Comment 13 Steve Whitehouse 2007-04-02 10:42:32 UTC

Created attachment 151413 [details]
An updated test patch

Sorry, it looks like there was a race in the previous patch I posted. Here is
an updated version which fixes this problem.

I've had a good look through the results though (which may well still be
correct, though it seems as well to be certain) and I still can't see what is
going on here.

Comment 14 Ben Marzinski 2007-04-04 23:03:15 UTC

I have been totally unable to recreate this issue. I've tried various types of
bonnie++ runs, as well as du's in combination with rm's. Are people still able
to reproduce this on the latest gfs2 code? If so, could someone please put a list of
commands necessary to reproduce this into the bugzilla, along with information
about their setup.

Comment 15 Andrey Mirkin 2007-04-05 06:01:50 UTC

bonnie++ version: 1.02
Command line: bonnie++ -d DIR -s 2000 -n 200:50000:0:100 -u root -m server
Cluster config: only one node is present in cluster

<?xml version="1.0"?>
<cluster name="alpha" config_version="2">
<cman>
</cman>
<clusternodes>
<clusternode name="ts25" votes="1" nodeid="1">
        <fence>
                <method name="single">
                        <device name="human" ipaddr="ts25"/>
                </method>
        </fence>
</clusternode>
</clusternodes>
<fencedevices>
        <fencedevice name="human" agent="fence_manual"/>
</fencedevices>
</cluster>


I was not able to test the latest gfs2 code, but this bug can be easy reproduced
on RHEL5 kernel.

Comment 16 Josef Bacik 2007-04-06 17:02:53 UTC

i can still reproduce this by rm -rf'ing the kernel source and then du'ing on 
another node.

Comment 17 Andrey Mirkin 2007-04-09 12:59:13 UTC

Hi Steve,

Can you, please, prepare a debug patch for 2.6.18-el5.8 kernel.
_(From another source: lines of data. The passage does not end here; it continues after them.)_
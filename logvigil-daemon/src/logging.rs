//! Logging initialization for logvigil-daemon.
//!
//! Builds a `tracing-subscriber` stack from the `[general]` section of
//! `LogvigilConfig`. `RUST_LOG` takes precedence over the configured
//! level when set.

use anyhow::Result;
use tracing_subscriber::layer::SubscriberExt;
use tracing_subscriber::util::SubscriberInitExt;
use tracing_subscriber::{EnvFilter, fmt};

use logvigil_core::config::GeneralConfig;

/// Initialize the global tracing subscriber.
///
/// Must be called exactly once, before any tracing macros are used.
///
/// Supported formats: `"json"` (machine-parseable lines, the production
/// default) and `"pretty"` (human-readable output for development).
pub fn init_tracing(config: &GeneralConfig) -> Result<()> {
    let filter = EnvFilter::try_from_default_env()
        .unwrap_or_else(|_| EnvFilter::new(&config.log_level));
    let registry = tracing_subscriber::registry().with(filter);

    match config.log_format.as_str() {
        "json" => registry.with(fmt::layer().json()).try_init(),
        "pretty" => registry.with(fmt::layer().pretty()).try_init(),
        other => {
            return Err(anyhow::anyhow!(
                "unknown log format '{other}', expected 'json' or 'pretty'"
            ));
        }
    }
    .map_err(|e| anyhow::anyhow!("failed to initialize tracing subscriber: {e}"))?;

    Ok(())
}
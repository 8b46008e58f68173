//! 메트릭 상수 및 설명 등록
//!
//! 모든 Prometheus 메트릭의 이름과 설명을 중앙에서 정의합니다.
//! 각 모듈은 이 상수를 사용하여 `metrics::counter!()`, `metrics::gauge!()`
//! 매크로를 호출합니다.
//!
//! # 네이밍 컨벤션
//!
//! - 접두어: `logvigil_`
//! - 모듈명: `monitor_`, `daemon_`
//! - 접미어: `_total` (counter), `_seconds` (시간), 없음 (gauge)

use metrics::{describe_counter, describe_gauge};

// ─── 레이블 키 상수 ────────────────────────────────────────────────

/// 결과 레이블 키 (success, failure)
pub const LABEL_RESULT: &str = "result";

// ─── Monitor 메트릭 ────────────────────────────────────────────────

/// Monitor: 완료된 체크 사이클 수 (counter)
pub const MONITOR_CYCLES_TOTAL: &str = "logvigil_monitor_cycles_total";

/// Monitor: 가져와 파싱한 로그 라인 수 (counter)
pub const MONITOR_LINES_FETCHED_TOTAL: &str = "logvigil_monitor_lines_fetched_total";

/// Monitor: 처음 관측된 로그 라인 수 (counter)
pub const MONITOR_LINES_UNSEEN_TOTAL: &str = "logvigil_monitor_lines_unseen_total";

/// Monitor: 트리거 문자열에 매칭된 라인 수 (counter)
pub const MONITOR_TRIGGER_HITS_TOTAL: &str = "logvigil_monitor_trigger_hits_total";

/// Monitor: 재기동 시도 수 (counter, label: result)
pub const MONITOR_RESTARTS_TOTAL: &str = "logvigil_monitor_restarts_total";

/// Monitor: 원격 호출 실패 수 (counter)
pub const MONITOR_TRANSPORT_ERRORS_TOTAL: &str = "logvigil_monitor_transport_errors_total";

/// Monitor: 현재 중복 제거 집합 크기 (gauge)
pub const MONITOR_SEEN_SET_SIZE: &str = "logvigil_monitor_seen_set_size";

// ─── Daemon 메트릭 ─────────────────────────────────────────────────

/// Daemon: 빌드 정보 (gauge, 항상 1, label: version)
pub const DAEMON_BUILD_INFO: &str = "logvigil_daemon_build_info";

/// Daemon: 가동 시간 (gauge, 초)
pub const DAEMON_UPTIME_SECONDS: &str = "logvigil_daemon_uptime_seconds";

/// 모든 메트릭의 설명을 등록합니다.
///
/// recorder 설치 직후 한 번 호출합니다.
pub fn describe_all() {
    describe_counter!(MONITOR_CYCLES_TOTAL, "Completed check cycles");
    describe_counter!(MONITOR_LINES_FETCHED_TOTAL, "Log lines fetched and parsed");
    describe_counter!(
        MONITOR_LINES_UNSEEN_TOTAL,
        "Log lines observed for the first time"
    );
    describe_counter!(
        MONITOR_TRIGGER_HITS_TOTAL,
        "Log lines matching the trigger string"
    );
    describe_counter!(MONITOR_RESTARTS_TOTAL, "Restart attempts by result");
    describe_counter!(MONITOR_TRANSPORT_ERRORS_TOTAL, "Failed remote API calls");
    describe_gauge!(MONITOR_SEEN_SET_SIZE, "Current size of the seen-line set");
    describe_gauge!(DAEMON_BUILD_INFO, "Build info (always 1, version label)");
    describe_gauge!(DAEMON_UPTIME_SECONDS, "Daemon uptime in seconds");
}
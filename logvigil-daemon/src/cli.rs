//! CLI argument definitions for logvigil-daemon.
//!
//! Uses `clap` v4 derive macros to parse command-line arguments.

use std::path::PathBuf;

use clap::Parser;

/// Logvigil monitoring daemon.
///
/// Polls a remote environment's log endpoint, counts trigger-string
/// occurrences among newly observed lines, and requests a service
/// restart when the threshold is exceeded.
#[derive(Parser, Debug)]
#[command(name = "logvigil-daemon")]
#[command(version, about, long_about = None)]
pub struct DaemonCli {
    /// Path to logvigil.toml configuration file.
    ///
    /// A default file is created here on first run.
    #[arg(short, long, default_value = "logvigil.toml")]
    pub config: PathBuf,

    /// Override log level (trace, debug, info, warn, error).
    ///
    /// Takes precedence over the config file and environment variables.
    #[arg(long)]
    pub log_level: Option<String>,

    /// Override log format (json, pretty).
    ///
    /// Takes precedence over the config file and environment variables.
    #[arg(long)]
    pub log_format: Option<String>,

    /// Validate configuration file and exit without starting the daemon.
    #[arg(long)]
    pub validate: bool,
}
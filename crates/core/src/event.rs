//! 이벤트 — 재기동 감사 로그의 기본 단위
//!
//! 워처가 재기동을 시도할 때마다 [`RestartEvent`]를 발행하고,
//! 데몬의 감사 로거 태스크가 이를 수신하여 기록합니다.
//! [`EventMetadata`]는 발생 시각, 생성 모듈, 추적 ID를 담습니다.

use std::fmt;
use std::time::SystemTime;

use serde::{Deserialize, Serialize};

/// 워처 모듈명
pub const MODULE_MONITOR: &str = "monitor";

/// 이벤트 메타데이터 — 발생 시각, 생성 모듈, 추적 ID
///
/// 추적 ID는 사이클마다 하나 생성되어, 같은 사이클의 로그와
/// 재기동 이벤트를 연결합니다.
#[derive(Debug, Clone, Serialize, Deserialize)]
pub struct EventMetadata {
    /// 이벤트 발생 시각
    pub timestamp: SystemTime,
    /// 이벤트를 생성한 모듈명
    pub source_module: String,
    /// 추적 ID — 같은 사이클의 이벤트를 연결합니다
    pub trace_id: String,
}

impl EventMetadata {
    /// 기존 trace_id를 사용하여 새 메타데이터를 생성합니다.
    pub fn new(source_module: impl Into<String>, trace_id: impl Into<String>) -> Self {
        Self {
            timestamp: SystemTime::now(),
            source_module: source_module.into(),
            trace_id: trace_id.into(),
        }
    }

    /// 새로운 UUID v4 trace_id를 생성하여 메타데이터를 만듭니다.
    pub fn with_new_trace(source_module: impl Into<String>) -> Self {
        Self {
            timestamp: SystemTime::now(),
            source_module: source_module.into(),
            trace_id: uuid::Uuid::new_v4().to_string(),
        }
    }
}

/// 재기동 시도 이벤트
///
/// 성공/실패와 무관하게 재기동을 시도할 때마다 발행됩니다.
#[derive(Debug, Clone)]
pub struct RestartEvent {
    /// 이벤트 고유 ID
    pub id: String,
    /// 이벤트 메타데이터
    pub metadata: EventMetadata,
    /// 재기동 대상 환경 ID
    pub environment_id: String,
    /// 재기동 요청 성공 여부
    pub success: bool,
    /// 상세 내용 (성공 시 원격 메시지, 실패 시 에러 메시지)
    pub detail: String,
    /// 비동기 재기동 작업 ID (성공 시, 원격이 제공하는 경우)
    pub operation_id: Option<String>,
}

impl RestartEvent {
    /// 기존 trace에 연결된 재기동 이벤트를 생성합니다.
    pub fn with_trace(
        environment_id: impl Into<String>,
        success: bool,
        detail: impl Into<String>,
        operation_id: Option<String>,
        trace_id: impl Into<String>,
    ) -> Self {
        Self {
            id: uuid::Uuid::new_v4().to_string(),
            metadata: EventMetadata::new(MODULE_MONITOR, trace_id),
            environment_id: environment_id.into(),
            success,
            detail: detail.into(),
            operation_id,
        }
    }
}

impl fmt::Display for RestartEvent {
    fn fmt(&self, f: &mut fmt::Formatter<'_>) -> fmt::Result {
        let status = if self.success { "OK" } else { "FAILED" };
        write!(
            f,
            "RestartEvent[{}] environment={} status={} detail={}",
            &self.id[..8.min(self.id.len())],
            self.environment_id,
            status,
            self.detail,
        )
    }
}
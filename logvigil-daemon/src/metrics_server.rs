//! Prometheus metrics endpoint.
//!
//! Installs the global recorder from `metrics-exporter-prometheus` with
//! its built-in HTTP listener. After installation every
//! `metrics::counter!()` / `metrics::gauge!()` call in the process is
//! recorded and exposed for scraping.

use std::net::SocketAddr;

use anyhow::{Context, Result};
use metrics_exporter_prometheus::PrometheusBuilder;

use logvigil_core::config::MetricsConfig;

/// Install the global metrics recorder and start the HTTP listener.
///
/// Call once per process, inside a running tokio runtime.
///
/// # Errors
///
/// - The configured endpoint is not `/metrics`
/// - The listen address does not parse or cannot be bound
/// - A global recorder is already installed
pub fn install_metrics_recorder(config: &MetricsConfig) -> Result<()> {
    anyhow::ensure!(
        config.endpoint == "/metrics",
        "unsupported metrics endpoint '{}': only '/metrics' is currently supported",
        config.endpoint
    );

    let addr: SocketAddr = format!("{}:{}", config.listen_addr, config.port)
        .parse()
        .context("invalid metrics listen address")?;
    if addr.ip().is_unspecified() {
        tracing::warn!(
            listen_addr = %addr,
            "metrics endpoint is exposed on all interfaces; restrict listen_addr in untrusted networks"
        );
    }

    PrometheusBuilder::new()
        .with_http_listener(addr)
        .install()
        .context("failed to install metrics recorder")?;
    logvigil_core::metrics::describe_all();

    tracing::info!(listen_addr = %addr, "Prometheus metrics endpoint active");
    Ok(())
}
Comment 18 Josef Bacik 2007-04-10 20:07:51 UTC

*** Bug 218984 has been marked as a duplicate of this bug. ***

Comment 19 Ben Marzinski 2007-04-26 17:27:40 UTC

O.k. I've figured out basically what's wrong here. I have a patch that even
stops it. However, I don't understand This chunk of code very well, so I have no
idea if my solution is the correct way to solve the problem.

What is happening is:
One node has a file locked exclusively, and another node requests either a
shared or exclusive lock on the file. In the process of lock_dlm handling this
request, it calls inode_go_sync() to make sure that everything associated with
this glock is synced to disk.  However, at the end of inode_go_sync(), the glock
and some associated buffers are still on the incore log.  Actually, the
gfs2_log_flush() in inode_go_sync() removes it from the log, but the
filemap_fdatawrite() adds it back.

My solution to this is to always flush the log again at the end of
inode_go_sync(), instead of only if there are blocks on the glock's active items
list. This does make sure that the glock is definitely out of the log, but I'm
not sure that this is the most efficient solution, or even the correct place to
fix the problem at. I'll post the patch, and keep looking into the problem to
see if there's a more sensible solution.  If someone else, especially Steve,
could have a look at this and tell me what they think, that would be great.

Comment 20 Ben Marzinski 2007-04-26 22:27:51 UTC

Created attachment 153557 [details]
Force gfs2_ail_empty_gl to flush log

This patch makes the problem go away. However, I'm still not sure if this is
the correct way to fix it.

Comment 21 Steve Whitehouse 2007-04-27 08:25:58 UTC

Its possible that the problem is just that we are flushing things in the wrong
order, in fact for ordered writes, it looks like this is certainly the case as
we ought to ensure that we flush the log _after_ the data has been written to
disk. So in this case the inode_go_sync() should do a flush and a wait on the
data before the log flush is called, so that the problem should disappear due to
the different ordering. For writeback, we can try something which is potentially
a bit more efficient, in that we don't need to wait for the data to be written
out before the log flush, so that (pseudo code) it might look something like this:

filemap_fdatawrite();
if (ordered_data)
        filemap_fdatawait();
gfs2_log_flush();
if (writeback_data)
        filemap_fdatawait();

The other thing that I wonder about is whether in fact the call to
filemap_fdatawrite() should be adding the glock to the transaction, although I
suppose that in the ordered case it has to, otherwise we'd not get proper
flushing of all the data at the correct time.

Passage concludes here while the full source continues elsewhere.